TASK: From the entries below, return exactly the lines beginning at the one that contains "async fn test_value_applies_config()" and ending at the one that contains "async fn test_uppercase()", both of them included, and only those lines.

Records drawn from a dataset:
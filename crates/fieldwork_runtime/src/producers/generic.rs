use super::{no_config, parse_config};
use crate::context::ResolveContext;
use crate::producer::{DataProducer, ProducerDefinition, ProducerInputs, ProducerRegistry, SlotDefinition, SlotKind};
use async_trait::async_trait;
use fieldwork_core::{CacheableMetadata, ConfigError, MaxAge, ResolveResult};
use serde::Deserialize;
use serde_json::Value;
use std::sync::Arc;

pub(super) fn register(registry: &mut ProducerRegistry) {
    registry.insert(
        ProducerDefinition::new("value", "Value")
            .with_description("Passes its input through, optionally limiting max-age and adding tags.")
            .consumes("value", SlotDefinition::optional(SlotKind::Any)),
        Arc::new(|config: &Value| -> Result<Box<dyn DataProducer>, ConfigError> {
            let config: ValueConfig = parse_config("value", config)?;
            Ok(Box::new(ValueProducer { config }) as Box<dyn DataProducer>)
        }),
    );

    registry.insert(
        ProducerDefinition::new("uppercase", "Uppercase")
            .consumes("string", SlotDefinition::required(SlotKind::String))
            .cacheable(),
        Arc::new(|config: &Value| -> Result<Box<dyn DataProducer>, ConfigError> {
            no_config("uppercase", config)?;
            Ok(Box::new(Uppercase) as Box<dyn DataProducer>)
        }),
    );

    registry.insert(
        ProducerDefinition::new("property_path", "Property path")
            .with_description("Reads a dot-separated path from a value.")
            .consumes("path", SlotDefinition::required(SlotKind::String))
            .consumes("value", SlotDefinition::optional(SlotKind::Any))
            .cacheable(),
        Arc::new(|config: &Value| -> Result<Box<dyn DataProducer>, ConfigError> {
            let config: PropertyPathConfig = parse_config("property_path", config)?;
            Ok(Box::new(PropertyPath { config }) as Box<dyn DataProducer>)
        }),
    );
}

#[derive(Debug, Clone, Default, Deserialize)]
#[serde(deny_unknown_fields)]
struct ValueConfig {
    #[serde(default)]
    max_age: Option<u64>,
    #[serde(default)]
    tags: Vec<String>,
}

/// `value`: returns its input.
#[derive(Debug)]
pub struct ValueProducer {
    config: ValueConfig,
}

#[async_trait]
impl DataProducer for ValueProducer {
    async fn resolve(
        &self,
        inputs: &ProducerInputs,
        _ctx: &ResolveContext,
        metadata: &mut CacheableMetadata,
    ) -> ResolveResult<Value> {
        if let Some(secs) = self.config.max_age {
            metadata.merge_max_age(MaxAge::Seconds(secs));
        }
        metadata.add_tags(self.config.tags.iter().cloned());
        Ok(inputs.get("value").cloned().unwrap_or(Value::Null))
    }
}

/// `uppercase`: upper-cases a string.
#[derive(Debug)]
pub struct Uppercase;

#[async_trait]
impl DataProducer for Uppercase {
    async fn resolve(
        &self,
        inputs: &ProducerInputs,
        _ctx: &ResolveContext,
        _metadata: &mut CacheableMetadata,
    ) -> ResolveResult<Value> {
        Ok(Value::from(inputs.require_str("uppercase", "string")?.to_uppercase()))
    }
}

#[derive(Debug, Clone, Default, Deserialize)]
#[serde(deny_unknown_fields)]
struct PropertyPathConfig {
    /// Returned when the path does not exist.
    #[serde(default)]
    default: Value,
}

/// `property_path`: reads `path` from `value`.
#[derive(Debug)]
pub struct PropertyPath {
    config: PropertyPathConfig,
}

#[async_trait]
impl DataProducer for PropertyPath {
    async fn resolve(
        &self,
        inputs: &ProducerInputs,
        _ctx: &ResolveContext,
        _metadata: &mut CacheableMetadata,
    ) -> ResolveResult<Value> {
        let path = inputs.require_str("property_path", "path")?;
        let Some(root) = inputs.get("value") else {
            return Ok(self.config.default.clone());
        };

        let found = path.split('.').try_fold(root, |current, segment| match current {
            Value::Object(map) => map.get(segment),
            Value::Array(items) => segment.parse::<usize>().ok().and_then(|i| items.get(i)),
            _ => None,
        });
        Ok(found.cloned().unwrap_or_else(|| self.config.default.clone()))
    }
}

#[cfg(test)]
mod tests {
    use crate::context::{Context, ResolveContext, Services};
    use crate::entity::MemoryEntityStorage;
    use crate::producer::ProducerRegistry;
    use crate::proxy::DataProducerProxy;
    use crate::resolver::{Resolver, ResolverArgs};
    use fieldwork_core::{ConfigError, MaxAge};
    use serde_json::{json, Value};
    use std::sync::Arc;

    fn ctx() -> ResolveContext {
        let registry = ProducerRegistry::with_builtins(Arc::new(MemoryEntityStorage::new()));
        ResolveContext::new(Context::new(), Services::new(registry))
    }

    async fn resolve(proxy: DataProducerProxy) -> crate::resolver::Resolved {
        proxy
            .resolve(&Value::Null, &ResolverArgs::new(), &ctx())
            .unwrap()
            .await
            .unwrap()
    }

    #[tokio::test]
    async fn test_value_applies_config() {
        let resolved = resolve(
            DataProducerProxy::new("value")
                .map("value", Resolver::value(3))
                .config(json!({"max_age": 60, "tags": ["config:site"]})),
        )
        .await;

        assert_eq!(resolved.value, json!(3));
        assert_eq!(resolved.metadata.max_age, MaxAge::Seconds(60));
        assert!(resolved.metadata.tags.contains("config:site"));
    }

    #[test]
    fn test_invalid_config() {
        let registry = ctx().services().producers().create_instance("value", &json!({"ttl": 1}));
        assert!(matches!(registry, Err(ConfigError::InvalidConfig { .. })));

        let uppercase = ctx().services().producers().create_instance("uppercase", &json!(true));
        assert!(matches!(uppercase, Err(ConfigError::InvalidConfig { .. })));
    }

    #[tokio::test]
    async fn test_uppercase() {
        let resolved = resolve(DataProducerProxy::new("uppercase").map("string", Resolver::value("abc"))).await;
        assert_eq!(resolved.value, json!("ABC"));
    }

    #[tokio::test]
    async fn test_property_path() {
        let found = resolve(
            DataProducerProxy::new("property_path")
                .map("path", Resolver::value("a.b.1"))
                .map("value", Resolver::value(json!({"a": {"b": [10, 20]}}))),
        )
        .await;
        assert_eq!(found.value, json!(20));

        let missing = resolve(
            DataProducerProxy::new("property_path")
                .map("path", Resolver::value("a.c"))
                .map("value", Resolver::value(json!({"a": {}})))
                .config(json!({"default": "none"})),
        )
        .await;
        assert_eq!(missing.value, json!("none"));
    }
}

SOLUTION TO THE PROBLEM:
    async fn test_value_applies_config() {
        let resolved = resolve(
            DataProducerProxy::new("value")
                .map("value", Resolver::value(3))
                .config(json!({"max_age": 60, "tags": ["config:site"]})),
        )
        .await;

        assert_eq!(resolved.value, json!(3));
        assert_eq!(resolved.metadata.max_age, MaxAge::Seconds(60));
        assert!(resolved.metadata.tags.contains("config:site"));
    }

    #[test]
    fn test_invalid_config() {
        let registry = ctx().services().producers().create_instance("value", &json!({"ttl": 1}));
        assert!(matches!(registry, Err(ConfigError::InvalidConfig { .. })));

        let uppercase = ctx().services().producers().create_instance("uppercase", &json!(true));
        assert!(matches!(uppercase, Err(ConfigError::InvalidConfig { .. })));
    }

    #[tokio::test]
    async fn test_uppercase() {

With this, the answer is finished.